History & Time at Georgia Tech
Ray Rychleski graduated from Millersville State University, a small college in Pennsylvania, in 1979, and entered the coaching profession in 1981. He began with a tenure spanning 1981 to 1988 with Temple, as a graduate assistant and eventually as the Outside Linebackers & Rovers Coach. From 1989 to 1992, he made stops at Northeastern, Penn State, and East Stroudsberg, coaching several different position groups. From 1993 to 2000, he coached defensive line, outside linebackers, and special teams/tight ends at Wake Forest. He moved on to then-division-rival Maryland, where he coached special teams, tight ends, and H-Backs from 2001 to 2007. After a year at South Carolina, he moved up to the NFL, where he was the Special Teams Coordinator for the Indianapolis Colts from 2009-2011. While there, the Colts won two AFC South division championships as well as an AFC Championship in 2009, when they fell in the Super Bowl to the New Orleans Saints. (A game in which, ironically, a surprise onside kick after halftime set up the Saints to score a go-ahead touchdown.)
After not coaching in 2012 and serving as Special Teams Coordinator for the CFL's Montreal Alouettes, Rychleski joined Georgia Tech's staff prior to the 2014 season to serve as Special Teams Coordinator & Co-Offensive Line Coach.
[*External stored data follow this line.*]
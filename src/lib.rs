//! Procedural dungeon grids.
//!
//! [`generate`] turns a set of [`GenerationParams`] into a [`Map`]: an occupancy
//! grid of non-overlapping rectangular rooms, optionally clustered into zones,
//! joined by doorways and straight corridors. [`player_start`] then picks a spawn
//! point far from the boss room.
//!
//! ```no_run
//! use dungeon_grid::{generate, player_start, DungeonRng, GenerationParams};
//!
//! let params = GenerationParams::new(80, 50).with_zones(4).with_boss_room(true);
//! let map = generate(&params, &mut DungeonRng::new(42)).unwrap();
//! let (x, y) = player_start(&map);
//! assert!(map.is_walkable(x, y));
//! ```

pub mod constants;
pub mod dungeon_gen;
pub mod error;
pub mod grid;
pub mod params;
pub mod pathfinding;
pub mod rng;
pub mod spawning;
pub mod tile;
pub mod union_find;

pub use dungeon_gen::{AuditIssue, Map, Rect, Room, Zone};
pub use error::ParamsError;
pub use grid::Grid;
pub use params::{GenerationParams, ResolvedParams};
pub use rng::DungeonRng;
pub use spawning::{farthest_room_start, player_start};
pub use tile::Cell;

use rand::Rng;

/// Validate `params` and generate one dungeon.
pub fn generate(params: &GenerationParams, rng: &mut impl Rng) -> Result<Map, ParamsError> {
    let resolved = params.resolve()?;
    Ok(dungeon_gen::generate(&resolved, rng))
}

/// Validate `params` and generate until the dungeon is fully connected or
/// `max_attempts` maps have been tried. Returns the last map and the attempts used.
pub fn generate_connected(
    params: &GenerationParams,
    rng: &mut impl Rng,
    max_attempts: u32,
) -> Result<(Map, u32), ParamsError> {
    let resolved = params.resolve()?;
    Ok(dungeon_gen::generate_connected(&resolved, rng, max_attempts))
}

#[cfg(test)]
mod tests {
    use super::*;
    use crate::dungeon_gen::placement::rooms_overlap;
    use proptest::prelude::*;

    fn params_strategy() -> impl Strategy<Value = GenerationParams> {
        (
            12usize..64,
            12usize..48,
            0.05f64..0.8,
            0u32..6,
            any::<bool>(),
            prop::option::of(0usize..30),
        )
            .prop_map(|(width, height, goal, zones, boss_room, max_rooms)| {
                let mut params = GenerationParams::new(width, height)
                    .with_goal(goal)
                    .with_zones(zones)
                    .with_boss_room(boss_room);
                params.max_rooms = max_rooms;
                params
            })
    }

    proptest! {
        #![proptest_config(ProptestConfig::with_cases(64))]

        #[test]
        fn test_generated_maps_pass_audit(params in params_strategy(), seed in any::<u64>()) {
            let map = generate(&params, &mut DungeonRng::new(seed)).unwrap();
            let issues = map.audit();
            prop_assert!(issues.is_empty(), "{:?}", issues);
        }

        #[test]
        fn test_no_padded_overlap(params in params_strategy(), seed in any::<u64>()) {
            let map = generate(&params, &mut DungeonRng::new(seed)).unwrap();
            for (i, a) in map.rooms.iter().enumerate() {
                for b in &map.rooms[i + 1..] {
                    prop_assert!(!rooms_overlap(&a.rect, &b.rect));
                }
            }
        }

        #[test]
        fn test_connected_flag_matches_flood_fill(params in params_strategy(), seed in any::<u64>()) {
            let map = generate(&params, &mut DungeonRng::new(seed)).unwrap();
            prop_assert_eq!(map.connected, pathfinding::is_fully_connected(&map));
        }

        #[test]
        fn test_room_cap_respected(params in params_strategy(), seed in any::<u64>()) {
            let map = generate(&params, &mut DungeonRng::new(seed)).unwrap();
            if let Some(cap) = params.max_rooms {
                prop_assert!(map.rooms.len() <= cap);
            }
        }

        #[test]
        fn test_spawn_is_walkable(params in params_strategy(), seed in any::<u64>()) {
            let map = generate(&params, &mut DungeonRng::new(seed)).unwrap();
            if !map.rooms.is_empty() {
                let (x, y) = player_start(&map);
                prop_assert!(map.room_at(x, y).is_some());
                let (x, y) = farthest_room_start(&map);
                prop_assert!(map.room_at(x, y).is_some());
            }
        }
    }

    #[test]
    fn test_small_scenario() {
        let params = GenerationParams::new(21, 21).with_goal(0.5).with_room_sizes(3, 7);
        let map = generate(&params, &mut DungeonRng::new(1234)).unwrap();
        let n = map.rooms.len() as u32;
        assert!(n >= 1);
        let ids: Vec<u32> = map.rooms.iter().map(|r| r.id).collect();
        assert_eq!(ids, (1..=n).collect::<Vec<_>>());
        assert!(map.grid.cells().iter().all(|&v| v <= n + 1));
    }

    #[test]
    fn test_boss_room_pinned_in_first_zone() {
        for seed in 0..20 {
            let params = GenerationParams::new(80, 50)
                .with_room_sizes(3, 7)
                .with_zones(4)
                .with_boss_room(true);
            let map = generate(&params, &mut DungeonRng::new(seed)).unwrap();

            assert_eq!(map.zones.len(), 4);
            let zone = map.zones[0];
            let boss = map.rooms[0];
            assert!(map.rooms.iter().all(|r| r.rect.area() <= boss.rect.area()));
            assert_eq!(boss.zone, Some(0));
            assert_eq!(boss.rect.x, zone.x);
            assert_eq!(boss.rect.y, zone.y + (zone.height - boss.rect.height) / 2);
        }
    }

    #[test]
    fn test_oversized_rooms_give_empty_map() {
        let params = GenerationParams::new(10, 10).with_room_sizes(50_000, 50_000);
        let map = generate(&params, &mut DungeonRng::new(1)).unwrap();
        assert!(map.rooms.is_empty());
        assert!(map.connected);
        assert_eq!(player_start(&map), (1, 1));
    }

    #[test]
    fn test_invalid_params_rejected() {
        let params = GenerationParams::new(40, 40).with_goal(1.5);
        assert!(matches!(
            generate(&params, &mut DungeonRng::new(0)),
            Err(ParamsError::GoalOutOfRange(_))
        ));
    }

    #[test]
    fn test_generate_connected_reports_attempts() {
        let params = GenerationParams::new(60, 40);
        let (map, attempts) = generate_connected(&params, &mut DungeonRng::new(77), 10).unwrap();
        assert!((1..=10).contains(&attempts));
        assert!(map.connected || attempts == 10);
    }
}
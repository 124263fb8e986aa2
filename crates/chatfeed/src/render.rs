//! Terminal rendering of feed changes.

use std::collections::HashMap;

use chatfeed_engine::Message;
use chatfeed_store::MessageId;

/// Format one message as a single line.
pub fn format_message(message: &Message) -> String {
    let sender = match &message.sender {
        Some(profile) => profile.display_name(),
        None => format!("unknown ({})", message.sent_by),
    };
    format!(
        "[{}] {} <{}>: {}",
        message.sent_at.format("%Y-%m-%d %H:%M:%S"),
        sender,
        message.id,
        message.text
    )
}

/// Turns successive snapshots into the lines that describe what changed.
#[derive(Debug, Default)]
pub struct FeedPrinter {
    seen: HashMap<MessageId, String>,
}

impl FeedPrinter {
    pub fn new() -> Self {
        Self::default()
    }

    /// Lines for everything new, edited or gone since the last snapshot.
    pub fn diff(&mut self, snapshot: &[Message]) -> Vec<String> {
        let mut lines = Vec::new();
        let mut current = HashMap::with_capacity(snapshot.len());

        for message in snapshot {
            match self.seen.get(&message.id) {
                None => lines.push(format_message(message)),
                Some(text) if text != &message.text => {
                    lines.push(format!("{} (edited)", format_message(message)));
                }
                Some(_) => {}
            }
            current.insert(message.id.clone(), message.text.clone());
        }

        let mut removed: Vec<&MessageId> = self
            .seen
            .keys()
            .filter(|id| !current.contains_key(*id))
            .collect();
        removed.sort();
        lines.extend(removed.into_iter().map(|id| format!("<{}> deleted", id)));

        self.seen = current;
        lines
    }
}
He replaced former coach Dave Walkosky in the role after Walkosky was fired for misuse of funds. Rychleski coaches the offensive line alongside longtime Paul Johnson associate Mike Sewak.
Notable Players Coached: K Harrison Butker, P Ryan Rodwell, KR/PR Jamal Golden, DB Chris Milton, OL Errin Joe, OL Shamire Devine, C Freddie Burden
|WR||Quintez Cephus (Wisconsin)||2016|
|OL||Trysten Hill (Uncommitted)||2016|
After only two seasons with the staff, Rychleski’s involvement with recruiting has been relatively limited. The "notable commitments" list above is exhaustive for his time at Georgia Tech. He has a grand total of 1 commitment — a more recent one from WR Steve Dolphus. He also was the lead recruiter for Trysten Hill, a long-time commit who then decommitted at the very end of the season. There are only one or two noteworthy players still in play who Rychleski is responsible for and could realistically score a commitment from, and if he were to do so, it would be a big deal.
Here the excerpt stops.